Clarenbach then left the work force to raise her three children: Sara (1949), who became a California attorney; David (1953), who was to become a state legislator; and Janet (1957), who became a NYS Science Teacher. During her time as a new mother Clarenbach was also busy with volunteer work including holding a position on the state board of the Missouri League of Women Voters.

In 1961, when Clarenbach and her family moved back to Madison, Clarenbach took a teaching position at Edgewood College. She also got elected on to the board of trustees at Alverno College. She was very energized by the idea of an all-women college and believed strongly in its mission.

Clarenbach's father encouraged his children to appreciate and be curious about the world outside of Sparta. Throughout her life, Clarenbach's career took her all over the United States, including Hawaii (4 times), the Virgin Islands (1977), Cuba (1978), Europe and Canada (3 or 4 times).

==Feminism==
In 1962, the focus of Clarenbach's work became women's issues when she was asked to devise a program for continuing education for women through the University of Wisconsin–Extension. Clarenbach was worried about finding childcare when she took this job, but her husband rescheduled his real estate work so he could be at home when the children got home from school.

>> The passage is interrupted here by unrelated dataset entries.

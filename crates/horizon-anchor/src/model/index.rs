//! Model index for addressing items in hierarchical models.
//!
//! The `ModelIndex` type is the fundamental way to reference items within
//! an `ItemModel`. It is a small `Copy` value holding a row, a column and an
//! opaque model-defined identity.

use std::cmp::Ordering;
use std::fmt;

/// A position within an `ItemModel` at the moment it was obtained.
///
/// An index is a plain value: a row and column relative to its parent, plus
/// an internal ID the model uses to find the item again. Persistent index
/// records store one of these and rewrite it as the model changes.
///
/// The parent is not stored in the index. It is recomputed on demand through
/// [`IndexResolver::parent`](super::IndexResolver::parent).
///
/// # Index Validity
///
/// Model indices should be used immediately and not stored long-term.
/// After model modifications (insertions, deletions, moves), previously
/// obtained indices may become invalid. Use
/// [`PersistentModelIndex`](super::PersistentModelIndex) to hold a position
/// across modifications.
///
/// # Identity and Ordering
///
/// Two indices are equal when their validity, position and internal ID all
/// match. Indices order invalid first, then by row, column and internal ID.
///
/// # Example
///
/// ```
/// use horizon_anchor::model::ModelIndex;
///
/// let plain = ModelIndex::new(1, 0);
/// let tagged = ModelIndex::with_internal_id(1, 0, 7);
///
/// assert!(!ModelIndex::default().is_valid());
/// assert_eq!(ModelIndex::default(), ModelIndex::invalid());
/// assert_ne!(plain, tagged);
/// assert!(ModelIndex::invalid() < plain);
/// assert!(plain < tagged);
/// assert!(tagged < ModelIndex::new(2, 0));
/// ```
#[derive(Clone, Copy, PartialEq, Eq, Hash)]
pub struct ModelIndex {
    /// The row within the parent.
    row: usize,
    /// The column within the parent.
    column: usize,
    /// An internal ID that models can use for their own purposes.
    /// This is typically a node identifier.
    internal_id: u64,
    /// Whether this index is valid.
    valid: bool,
}

impl Default for ModelIndex {
    fn default() -> Self {
        Self::invalid()
    }
}

impl ModelIndex {
    /// Creates an invalid (null) model index.
    ///
    /// An invalid index is used to represent:
    /// - The root of the model (as a parent reference)
    /// - A non-existent or out-of-bounds item
    /// - A persistent index whose item was removed
    ///
    /// All invalid indices compare equal.
    #[inline]
    pub const fn invalid() -> Self {
        Self {
            row: 0,
            column: 0,
            internal_id: 0,
            valid: false,
        }
    }

    /// Creates a new valid model index with an internal ID of zero.
    ///
    /// Suitable for flat models where row and column identify the cell.
    #[inline]
    pub const fn new(row: usize, column: usize) -> Self {
        Self::with_internal_id(row, column, 0)
    }

    /// Creates a new valid model index with a custom internal ID.
    ///
    /// Models can use the internal ID to store an identifier to their internal
    /// data structures for efficient lookups.
    ///
    /// # Arguments
    ///
    /// * `row` - The row within the parent
    /// * `column` - The column within the parent
    /// * `internal_id` - Model-specific identifier
    #[inline]
    pub const fn with_internal_id(row: usize, column: usize, internal_id: u64) -> Self {
        Self {
            row,
            column,
            internal_id,
            valid: true,
        }
    }

    /// Returns `true` if this is a valid index.
    #[inline]
    pub fn is_valid(&self) -> bool {
        self.valid
    }

    /// Returns the row of this index within its parent.
    ///
    /// Returns 0 for invalid indices.
    #[inline]
    pub fn row(&self) -> usize {
        self.row
    }

    /// Returns the column of this index within its parent.
    ///
    /// Returns 0 for invalid indices.
    #[inline]
    pub fn column(&self) -> usize {
        self.column
    }

    /// Returns the internal ID associated with this index.
    ///
    /// The meaning of this ID is model-specific.
    #[inline]
    pub fn internal_id(&self) -> u64 {
        self.internal_id
    }

    /// Returns the row and column shifted by signed deltas.
    ///
    /// Returns `None` if the index is invalid or either coordinate would
    /// become negative.
    pub(crate) fn offset(&self, row_delta: isize, column_delta: isize) -> Option<(usize, usize)> {
        if !self.valid {
            return None;
        }
        Some((
            self.row.checked_add_signed(row_delta)?,
            self.column.checked_add_signed(column_delta)?,
        ))
    }
}

impl fmt::Debug for ModelIndex {
    fn fmt(&self, f: &mut fmt::Formatter<'_>) -> fmt::Result {
        if self.is_valid() {
            f.debug_struct("ModelIndex")
                .field("row", &self.row)
                .field("column", &self.column)
                .field("internal_id", &self.internal_id)
                .finish()
        } else {
            write!(f, "ModelIndex(invalid)")
        }
    }
}

impl PartialOrd for ModelIndex {
    fn partial_cmp(&self, other: &Self) -> Option<Ordering> {
        Some(self.cmp(other))
    }
}

impl Ord for ModelIndex {
    fn cmp(&self, other: &Self) -> Ordering {
        // Invalid indices sort before valid ones
        match (self.is_valid(), other.is_valid()) {
            (false, false) => Ordering::Equal,
            (false, true) => Ordering::Less,
            (true, false) => Ordering::Greater,
            (true, true) => self
                .row
                .cmp(&other.row)
                .then(self.column.cmp(&other.column))
                .then(self.internal_id.cmp(&other.internal_id)),
        }
    }
}

#[cfg(test)]
mod tests {
    use super::*;

    #[test]
    fn test_invalid_index() {
        let index = ModelIndex::invalid();
        assert!(!index.is_valid());
        assert_eq!(index.row(), 0);
        assert_eq!(index.column(), 0);
        assert_eq!(index, ModelIndex::default());
    }

    #[test]
    fn test_valid_index() {
        let index = ModelIndex::with_internal_id(5, 3, 77);
        assert!(index.is_valid());
        assert_eq!(index.row(), 5);
        assert_eq!(index.column(), 3);
        assert_eq!(index.internal_id(), 77);
        assert_ne!(index, ModelIndex::invalid());
    }

    #[test]
    fn test_equality() {
        assert_eq!(ModelIndex::invalid(), ModelIndex::invalid());
        assert_eq!(
            ModelIndex::with_internal_id(1, 0, 100),
            ModelIndex::with_internal_id(1, 0, 100)
        );
        assert_ne!(
            ModelIndex::with_internal_id(1, 0, 100),
            ModelIndex::with_internal_id(1, 0, 101)
        );
    }

    #[test]
    fn test_ordering() {
        let idx1 = ModelIndex::new(0, 0);
        let idx2 = ModelIndex::new(1, 0);
        let idx3 = ModelIndex::new(0, 1);

        assert!(idx1 < idx2); // Row 0 < Row 1
        assert!(idx1 < idx3); // Same row, Column 0 < Column 1
        assert!(idx3 < idx2); // Row dominates column
        assert!(ModelIndex::invalid() < idx1); // Invalid < Valid
        assert!(ModelIndex::with_internal_id(0, 0, 1) < ModelIndex::with_internal_id(0, 0, 2));
    }

    #[test]
    fn test_offset() {
        let index = ModelIndex::new(4, 2);
        assert_eq!(index.offset(3, 0), Some((7, 2)));
        assert_eq!(index.offset(-4, -2), Some((0, 0)));
        assert_eq!(index.offset(-5, 0), None);
        assert_eq!(ModelIndex::invalid().offset(1, 1), None);
    }

    #[test]
    fn test_debug_format() {
        assert_eq!(format!("{:?}", ModelIndex::invalid()), "ModelIndex(invalid)");
        let debug = format!("{:?}", ModelIndex::with_internal_id(2, 1, 9));
        assert!(debug.contains("row: 2"));
        assert!(debug.contains("internal_id: 9"));
    }
}
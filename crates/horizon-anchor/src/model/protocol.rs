//! Begin/end procedures that keep persistent records in step with structural
//! mutations.
//!
//! Every `begin_*` classifies the affected records against the tree shape
//! *before* the mutation and pushes them as frames; the matching `end_*` pops
//! those frames and asks the model for each record's new position. Frames are
//! stacks so that a mutation may be nested inside another one's brackets.
//!
//! Shifts are applied as counts relative to each record's current position,
//! never as absolute targets, which is what lets nested inserts compose.

use horizon_anchor_core::logging::targets;

use super::config::ResolveFailurePolicy;
use super::error::{MutationReport, UnresolvedIndex};
use super::index::ModelIndex;
use super::registry::{PersistentRegistry, RecordKey};
use super::traits::{IndexResolver, Orientation};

She believed strongly in her work and was impressed by the changes she saw in co-workers and those in the program.

During a statewide conference she organized, Clarenbach's life was changed when the idea of a statewide Governor's Commission on the Status of Women was unanimously recommended. Governor Reynolds was supportive of the idea and worked to get the commission created. In July 1963, Reynolds asked Clarenbach to lead the planning commission and the first conference. The conference took place in January 1964. After the conference the governor asked Clarenbach to chair the commission and she accepted. During her time as chair she helped change and redefine several laws which were unfair to women, such as those on sexual assault, divorce, and marital property. Clarenbach was chair of the commission for 15 years.

==Establishment of NOW==
In 1966 Betty Friedan and Clarenbach set forth to put some pressure on the federal government. The National Organization for Women (NOW), was founded to fit that need. Clarenbach became the first chair of NOW. NOW's first action was to confront the Equal Employment Opportunity Commission about their sexual discrimination. When they made their point, they received much support. NOW kept growing.

Alarmed at the potential damage that alignment with lesbians could being to the Second Wave feminist movement during its early years, she argued it would be "a disastrous blunder" to support women's sexual freedom.

Clarenbach was requested to be the conference coordinator for the first (and only) National Women's Conference in Houston, Texas, which took place during International Women's Year. Clarenbach learned a lot during her tenure as executive director on the International Women's Year Commission, even though many poor decisions were made during that time due to fear and anxiety from conservative harassment. The conference took place in 1977 and was a success.

==Later life==
Clarenbach was proud of all that she has done, but was most proud of starting NOW and the Governor's Commission on the Status of Women. She was also proud of her work in the field of continuing education for women. Clarenbach was on the steering committee on the National Association of Commissions on the Status of Women and was its first president in 1970. She chaired the National Women's Political Caucus, and was committed to seeing that women got elected to public office. In 1988 she retired from UW–Madison. Clarenbach and some other co-workers have created a film that has been on demand over the nation, Never Underestimate the Power of Women. She has also edited and published a book, Green Stubborn Bud : Women's Culture at Century's Close.

Clarenbach believed the women's movement hasn't done all it should, especially in educating the younger generation and in getting women elected to public office. But overall, she was proud of its work and progress.

On March 4, 1994, she died due to complications with smoking-related emphysema.